Levar a vida demasiado a sério
Diz Chamfort:
Le théâtre tragique a le grand inconvénient moral de mettre trop d’importance à la vie et à la mort.
É verdade… Não há negar que o levar a vida demasiado a sério traz inúmeros inconvenientes, a começar pela angústia inevitável. Dando muita importância à vida e à morte e percebendo que ambas, em grande medida, escapam-lhe ao controle, o espírito experimentará o desespero. Porém, algo se há de notar: o realce é necessário para que o teatro comova; a mensagem de uma peça jamais terá o mesmo efeito se desprovida do exagero dramático. Para dizer como Nelson: a ficção, para que purifique, precisa ser atroz. Mas, talvez, sejam estes inconvenientes necessários não só ao teatro, como à própria vida, posto que em completa indiferença o homem permanecerá, sempre, exatamente onde está.
Independência e resolução
As reações do público a uma peça dramática ensinam sobre a arte. Ao público, geralmente agredido ao final do último ato e imediatamente após a agressão, é concedido o direito de resposta. Então ecoam as vaias, os impropérios e similares. Dizemos, é claro, do público espontâneo — sincero, selvagem — e em primeiro contato com a peça. Uma peça já representada, ou antes, um público conhecedor do clímax do drama age de forma totalmente diferente: comparece ao teatro para analisar performances e decidido a aplaudir.
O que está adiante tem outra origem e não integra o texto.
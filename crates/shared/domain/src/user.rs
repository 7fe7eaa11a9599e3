//! User domain entity and related types.

use chrono::{DateTime, Utc};
use serde::{Deserialize, Serialize};

use crate::input::{NewUser, UserChanges};

/// User domain entity, as persisted in the document store.
#[derive(Debug, Clone, PartialEq, Eq, Serialize, Deserialize)]
#[serde(rename_all = "camelCase")]
pub struct User {
    pub id: String,
    pub name: String,
    pub address: String,
    #[serde(default, skip_serializing_if = "Option::is_none")]
    pub description: Option<String>,
    /// Date of birth at midnight UTC
    #[serde(
        default,
        skip_serializing_if = "Option::is_none",
        with = "crate::timestamp::option"
    )]
    pub dob: Option<DateTime<Utc>>,
    #[serde(with = "crate::timestamp")]
    pub created_at: DateTime<Utc>,
    /// Unset until the first update
    #[serde(
        default,
        skip_serializing_if = "Option::is_none",
        with = "crate::timestamp::option"
    )]
    pub updated_at: Option<DateTime<Utc>>,
}

impl User {
    /// Build a freshly created user. `updated_at` stays unset.
    pub fn create(id: String, new_user: NewUser, now: DateTime<Utc>) -> Self {
        Self {
            id,
            name: new_user.name,
            address: new_user.address,
            description: new_user.description,
            dob: Some(new_user.dob),
            created_at: now,
            updated_at: None,
        }
    }

    /// Merge validated changes into this user.
    ///
    /// Fields missing from `changes` keep their stored value; `id` and
    /// `created_at` are never touched.
    pub fn apply(&mut self, changes: UserChanges, now: DateTime<Utc>) {
        if let Some(name) = changes.name {
            self.name = name;
        }
        if let Some(address) = changes.address {
            self.address = address;
        }
        if let Some(dob) = changes.dob {
            self.dob = Some(dob);
        }
        if let Some(description) = changes.description {
            self.description = Some(description);
        }
        self.updated_at = Some(now);
    }
}

/// One page of users plus the token for the next page, if any.
#[derive(Debug, Clone, Default, PartialEq, Eq, Serialize, Deserialize)]
pub struct UserPage {
    pub items: Vec<User>,
    /// Opaque continuation token
    pub cursor: Option<String>,
}
//! Timestamp helpers.
//!
//! Stored timestamps are ISO-8601 UTC strings with millisecond precision,
//! e.g. `2021-05-01T17:52:48.299Z`. Use with `#[serde(with = "...")]`.

use chrono::{DateTime, SecondsFormat, SubsecRound, Utc};
use serde::{de, Deserialize, Deserializer, Serializer};

/// Current time truncated to the precision timestamps are stored with.
pub fn now() -> DateTime<Utc> {
    Utc::now().trunc_subsecs(3)
}

/// Format a timestamp the way it is stored.
pub fn format(ts: &DateTime<Utc>) -> String {
    ts.to_rfc3339_opts(SecondsFormat::Millis, true)
}

/// Parse a stored timestamp.
pub fn parse(raw: &str) -> Result<DateTime<Utc>, chrono::ParseError> {
    DateTime::parse_from_rfc3339(raw).map(|ts| ts.with_timezone(&Utc))
}

pub fn serialize<S>(ts: &DateTime<Utc>, serializer: S) -> Result<S::Ok, S::Error>
where
    S: Serializer,
{
    serializer.serialize_str(&format(ts))
}

pub fn deserialize<'de, D>(deserializer: D) -> Result<DateTime<Utc>, D::Error>
where
    D: Deserializer<'de>,
{
    let raw = String::deserialize(deserializer)?;
    parse(&raw).map_err(de::Error::custom)
}

/// Same encoding for optional timestamps.
pub mod option {
    use chrono::{DateTime, Utc};
    use serde::{de, Deserialize, Deserializer, Serializer};

    pub fn serialize<S>(ts: &Option<DateTime<Utc>>, serializer: S) -> Result<S::Ok, S::Error>
    where
        S: Serializer,
    {
        match ts {
            Some(ts) => serializer.serialize_some(&super::format(ts)),
            None => serializer.serialize_none(),
        }
    }

    pub fn deserialize<'de, D>(deserializer: D) -> Result<Option<DateTime<Utc>>, D::Error>
    where
        D: Deserializer<'de>,
    {
        Option::<String>::deserialize(deserializer)?
            .map(|raw| super::parse(&raw))
            .transpose()
            .map_err(de::Error::custom)
    }
}
//! Shared configuration structures.

use serde::{Deserialize, Serialize};

/// Base service configuration.
#[derive(Debug, Clone, Deserialize, Serialize)]
pub struct ServiceConfig {
    /// Log level
    pub log_level: String,
}

impl Default for ServiceConfig {
    fn default() -> Self {
        Self {
            log_level: "info".to_string(),
        }
    }
}

/// Names of the store objects backing the user repository.
#[derive(Debug, Clone, PartialEq, Eq, Deserialize, Serialize)]
pub struct UsersDbConfig {
    /// Table holding full user records, keyed by `id`
    pub table_name: String,
    /// Secondary index keyed by `name`
    pub name_index: String,
}

impl Default for UsersDbConfig {
    fn default() -> Self {
        Self {
            table_name: "users".to_string(),
            name_index: "name-index".to_string(),
        }
    }
}

/// DynamoDB client configuration.
#[derive(Debug, Clone, Deserialize, Serialize)]
pub struct DynamoDbConfig {
    /// Region override; the default provider chain is used when unset
    pub region: Option<String>,
    /// Endpoint override, e.g. "http://localhost:8000" for DynamoDB Local
    pub endpoint_url: Option<String>,
    /// How many times unprocessed batch get keys are re-submitted
    pub batch_get_max_retries: u32,
}

impl Default for DynamoDbConfig {
    fn default() -> Self {
        Self {
            region: None,
            endpoint_url: None,
            batch_get_max_retries: 3,
        }
    }
}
O curioso é que, em vida, os grandes dramaturgos não costumam produzir sob o estímulo dos aplausos; e o público, que geralmente é maestro da crítica, contribui para a sua execração. Assim vemos a arte como que forçando a autonomia do artista ao atirá-lo em confronto contra a maioria. Parece perguntá-lo: “E então? és capaz de seguir adiante, contrário a todos?”. A questão não cede espaço a evasivas: a arte parece exigir independência e resolução.